Evercookie (also known as supercookie) is an open-source JavaScript application programming interface (API) that identifies and reproduces intentionally deleted cookies on the clients' browser storage. This behavior is known as a zombie cookie. It was created by Samy Kamkar in 2010 to demonstrate the possible infiltration from the websites that use respawning. Websites that have adopted this mechanism can identify users even if they attempt to delete the previously stored cookies.

In 2013, Edward Snowden leaked a top-secret NSA document that showed Evercookie can track Tor (anonymity networks) users. Many popular companies use functionality similar to Evercookie to collect user information and track users. Further research on fingerprinting and search engines also draws inspiration from Evercookie's ability to track a user persistently.

In the late 2010s, most modern browsers have implemented ways to get rid of evercookies with minimal manipulation, notably closing the evercookie tab and then clearing website data in the browser.

There are three commonly used data storages, including HTTP cookies, flash cookies, HTML5 Storage, and others. When the user visits a website for the first time, the web server may generate a unique identifier and store it on the user's browser or local space. The website can read and identify the user in its future visits with the stored identifier, and the website can save user's preferences and display marketing advertisements. Due to privacy concerns, all major browsers include mechanisms for deleting and/or refusing cookies from websites.

In response to the users' increased unwillingness to accept cookies, many websites employ methods to circumvent users' deletion of cookies. Started from 2009, many research teams found popular websites used flash cookies, ETags, and various other data storage to rebuild the deleted cookies by users, including hulu.com, foxnews.com, spotify.com, etc. In 2010, Samy Kamkar, a Californian programmer, built an Evercookie project to further illustrate the tracking mechanism with respawning across various storage mechanisms on browsers.

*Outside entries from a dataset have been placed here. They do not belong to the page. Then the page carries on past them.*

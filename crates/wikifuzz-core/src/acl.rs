use std::fs;
use std::path::Path;
use std::str::FromStr;

use crate::error::{FuzzError, Result};
use crate::identity::{AccessPolicy, Identity};

/// Granted capability level. Ordering matters: `Edit` implies `Read`.
#[derive(Debug, Clone, Copy, PartialEq, Eq, PartialOrd, Ord)]
pub enum AccessLevel {
    None,
    Read,
    Edit,
}

impl FromStr for AccessLevel {
    type Err = FuzzError;

    fn from_str(s: &str) -> Result<Self> {
        match s {
            "none" => Ok(Self::None),
            "read" => Ok(Self::Read),
            "edit" => Ok(Self::Edit),
            other => Err(FuzzError::InvalidAcl(format!(
                "unknown access level: {other}"
            ))),
        }
    }
}

#[derive(Debug, Clone)]
struct AclRule {
    pattern: String,
    subject: String,
    level: AccessLevel,
}

impl AclRule {
    /// How specifically `pattern` covers `id`, or `None` when it does not.
    /// Exact page matches beat namespace prefixes, longer prefixes beat
    /// shorter ones, `*` matches everything with the lowest rank.
    fn pattern_specificity(&self, id: &str) -> Option<usize> {
        if self.pattern == "*" {
            return Some(0);
        }
        if self.pattern.ends_with(':') {
            return (id == self.pattern || id.starts_with(&self.pattern))
                .then_some(self.pattern.len());
        }
        (id == self.pattern).then_some(usize::MAX)
    }

    fn subject_specificity(&self, identity: &Identity) -> Option<usize> {
        if self.subject == "*" {
            return Some(0);
        }
        (self.subject == identity.as_str()).then_some(1)
    }
}

/// Ordered access rules for the page store, in the host wiki's line format:
/// one `pattern subject level` triple per line, `#` starts a comment.
/// The most specific matching rule wins; with no matching rule at all,
/// access is denied.
#[derive(Debug, Clone, Default)]
pub struct Acl {
    rules: Vec<AclRule>,
}

impl Acl {
    pub fn parse(text: &str) -> Result<Self> {
        let mut rules = Vec::new();
        for (number, line) in text.lines().enumerate() {
            let line = line.split('#').next().unwrap_or_default().trim();
            if line.is_empty() {
                continue;
            }
            let mut fields = line.split_whitespace();
            let (Some(pattern), Some(subject), Some(level), None) = (
                fields.next(),
                fields.next(),
                fields.next(),
                fields.next(),
            ) else {
                return Err(FuzzError::InvalidAcl(format!(
                    "line {}: expected `pattern subject level`",
                    number + 1
                )));
            };
            rules.push(AclRule {
                pattern: pattern.to_string(),
                subject: subject.to_string(),
                level: level.parse()?,
            });
        }
        Ok(Self { rules })
    }

    pub fn load(path: impl AsRef<Path>) -> Result<Self> {
        Self::parse(&fs::read_to_string(path)?)
    }

    #[must_use]
    pub fn level_for(&self, id: &str, identity: &Identity) -> AccessLevel {
        self.rules
            .iter()
            .enumerate()
            .filter_map(|(index, rule)| {
                let pattern = rule.pattern_specificity(id)?;
                let subject = rule.subject_specificity(identity)?;
                Some(((pattern, subject, index), rule.level))
            })
            .max_by_key(|(rank, _)| *rank)
            .map_or(AccessLevel::None, |(_, level)| level)
    }
}

impl AccessPolicy for Acl {
    fn can_read(&self, id: &str, identity: &Identity) -> bool {
        self.level_for(id, identity) >= AccessLevel::Read
    }
}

Evercookie allows website authors to be able to identify users even after said users have attempted to delete cookies. Samy Kamkar released v0.4 beta of the evercookie on September 13, 2010, as an open source project. Evercookie is capable of respawning deleted HTTP cookies by storing the cookies on multiple different storage systems typically exposed by web browsers. When a browser visits a website with the Evercookie API on its server, the web server can generate an identifier and store it on various storage mechanisms available on that browser. If the user removes some but not all of the stored identifiers on the browser and revisits the website, the web server retrieves the identifier from storage areas that the user failed to delete. Then the web server will copy and restore this identifier to the previously cleared storage areas.

By abusing the various available storage mechanisms, Evercookie creates persistent data identifiers, because users are unlikely to clear all storing mechanisms. From the list provided by Samy Kamkar, 17 storage mechanisms could be used for the v0.4 beta Evercookie when they are available on browsers:

Samy Kamkar claims that he did not intend to use the Evercookie project to violate internet user privacy or to sell to any parties for commercial use. However, it has served as an inspiration for other commercial websites that later implemented similar mechanisms to restore user-deleted cookies.^{[citation needed]} The Evercookie project is open source, meaning everyone can access and examine the code, or use the code for any purpose. The project incorporates HTML5 as one of the storage mechanisms, which was released 6 months before the project and gained public attentions due to its added persistency. Kamkar wished his project could demonstrate how users' privacy can be infiltrated by contemporary tracking tools. In 2010, one way to prevent Evercookie respawning was a Firefox browser plug-in named "Anonymizer Nevercookie™".